*** Material for this task Section Begins ***
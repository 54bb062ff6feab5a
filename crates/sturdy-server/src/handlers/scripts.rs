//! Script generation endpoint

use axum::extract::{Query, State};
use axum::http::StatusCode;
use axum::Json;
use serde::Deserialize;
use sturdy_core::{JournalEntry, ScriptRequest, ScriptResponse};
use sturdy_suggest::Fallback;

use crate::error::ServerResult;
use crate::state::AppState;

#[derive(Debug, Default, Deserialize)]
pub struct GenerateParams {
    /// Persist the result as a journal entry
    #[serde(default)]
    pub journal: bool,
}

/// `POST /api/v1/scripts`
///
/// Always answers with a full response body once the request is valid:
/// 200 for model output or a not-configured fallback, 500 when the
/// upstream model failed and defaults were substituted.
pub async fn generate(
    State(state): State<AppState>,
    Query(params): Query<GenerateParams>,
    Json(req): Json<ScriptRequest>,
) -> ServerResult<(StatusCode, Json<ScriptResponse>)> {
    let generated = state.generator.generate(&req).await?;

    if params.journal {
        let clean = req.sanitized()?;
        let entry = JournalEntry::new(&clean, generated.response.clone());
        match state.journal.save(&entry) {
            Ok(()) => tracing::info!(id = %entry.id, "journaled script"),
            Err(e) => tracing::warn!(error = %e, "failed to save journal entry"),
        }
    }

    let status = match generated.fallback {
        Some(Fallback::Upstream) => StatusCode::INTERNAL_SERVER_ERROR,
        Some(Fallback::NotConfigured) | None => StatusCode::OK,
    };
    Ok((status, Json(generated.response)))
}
*** Material for this task Section Ends ***
*** Material for this task Section Begins ***
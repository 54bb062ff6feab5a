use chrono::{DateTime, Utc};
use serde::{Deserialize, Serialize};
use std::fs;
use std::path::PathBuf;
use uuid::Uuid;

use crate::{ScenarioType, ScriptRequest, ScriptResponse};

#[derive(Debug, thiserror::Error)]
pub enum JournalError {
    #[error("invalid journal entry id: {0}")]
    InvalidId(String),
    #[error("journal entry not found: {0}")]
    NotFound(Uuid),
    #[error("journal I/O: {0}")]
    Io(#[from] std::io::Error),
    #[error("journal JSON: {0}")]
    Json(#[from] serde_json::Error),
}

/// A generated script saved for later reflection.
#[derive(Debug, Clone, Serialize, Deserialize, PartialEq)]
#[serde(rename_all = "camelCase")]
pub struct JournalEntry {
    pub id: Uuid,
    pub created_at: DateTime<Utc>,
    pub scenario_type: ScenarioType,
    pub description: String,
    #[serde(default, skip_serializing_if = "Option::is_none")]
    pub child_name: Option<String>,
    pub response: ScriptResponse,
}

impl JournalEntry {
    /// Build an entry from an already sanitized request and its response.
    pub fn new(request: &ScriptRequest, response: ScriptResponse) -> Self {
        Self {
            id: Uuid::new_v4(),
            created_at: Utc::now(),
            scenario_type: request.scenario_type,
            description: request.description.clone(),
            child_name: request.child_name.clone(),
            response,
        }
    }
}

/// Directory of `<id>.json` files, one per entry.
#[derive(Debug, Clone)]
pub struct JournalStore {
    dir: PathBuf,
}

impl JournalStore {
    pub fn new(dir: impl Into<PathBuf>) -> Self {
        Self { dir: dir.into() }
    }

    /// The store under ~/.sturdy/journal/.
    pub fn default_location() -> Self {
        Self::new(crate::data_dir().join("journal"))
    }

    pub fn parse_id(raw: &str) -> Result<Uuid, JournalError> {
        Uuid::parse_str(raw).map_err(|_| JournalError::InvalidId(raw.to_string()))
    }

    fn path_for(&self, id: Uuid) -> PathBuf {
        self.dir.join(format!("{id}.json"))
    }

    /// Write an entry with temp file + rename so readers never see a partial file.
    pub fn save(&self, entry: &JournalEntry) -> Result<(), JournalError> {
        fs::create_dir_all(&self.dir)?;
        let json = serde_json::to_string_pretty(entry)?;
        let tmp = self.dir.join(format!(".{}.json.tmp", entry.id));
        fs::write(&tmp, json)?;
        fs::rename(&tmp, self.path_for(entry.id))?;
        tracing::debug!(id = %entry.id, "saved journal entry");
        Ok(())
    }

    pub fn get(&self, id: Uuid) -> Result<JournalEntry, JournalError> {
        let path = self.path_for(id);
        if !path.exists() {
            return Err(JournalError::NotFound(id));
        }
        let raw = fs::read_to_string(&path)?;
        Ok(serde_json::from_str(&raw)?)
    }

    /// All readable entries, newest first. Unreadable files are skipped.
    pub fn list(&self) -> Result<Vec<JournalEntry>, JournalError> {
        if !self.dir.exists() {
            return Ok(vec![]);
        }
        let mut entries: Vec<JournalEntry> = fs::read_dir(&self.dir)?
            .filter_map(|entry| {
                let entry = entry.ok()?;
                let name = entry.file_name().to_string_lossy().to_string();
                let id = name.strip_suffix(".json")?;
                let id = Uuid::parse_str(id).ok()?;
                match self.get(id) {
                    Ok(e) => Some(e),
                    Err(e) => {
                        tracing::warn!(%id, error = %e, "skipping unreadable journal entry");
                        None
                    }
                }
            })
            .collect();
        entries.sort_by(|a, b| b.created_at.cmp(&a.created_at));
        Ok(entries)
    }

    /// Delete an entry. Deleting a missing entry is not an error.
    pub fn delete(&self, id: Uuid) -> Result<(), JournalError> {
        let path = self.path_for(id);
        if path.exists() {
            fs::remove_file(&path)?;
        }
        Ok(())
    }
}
*** Material for this task Section Ends ***
§ **Problem details**: Your answer should consist of the lines from the line with "#[derive(Debug, Default, Deserialize)]" to the line with "-> ServerResult<(StatusCode, Json<ScriptResponse>)>" above, repeated exactly, both ends included.

§ **Response area**:
#[derive(Debug, Default, Deserialize)]
pub struct GenerateParams {
    /// Persist the result as a journal entry
    #[serde(default)]
    pub journal: bool,
}

/// `POST /api/v1/scripts`
///
/// Always answers with a full response body once the request is valid:
/// 200 for model output or a not-configured fallback, 500 when the
/// upstream model failed and defaults were substituted.
pub async fn generate(
    State(state): State<AppState>,
    Query(params): Query<GenerateParams>,
    Json(req): Json<ScriptRequest>,
) -> ServerResult<(StatusCode, Json<ScriptResponse>)> {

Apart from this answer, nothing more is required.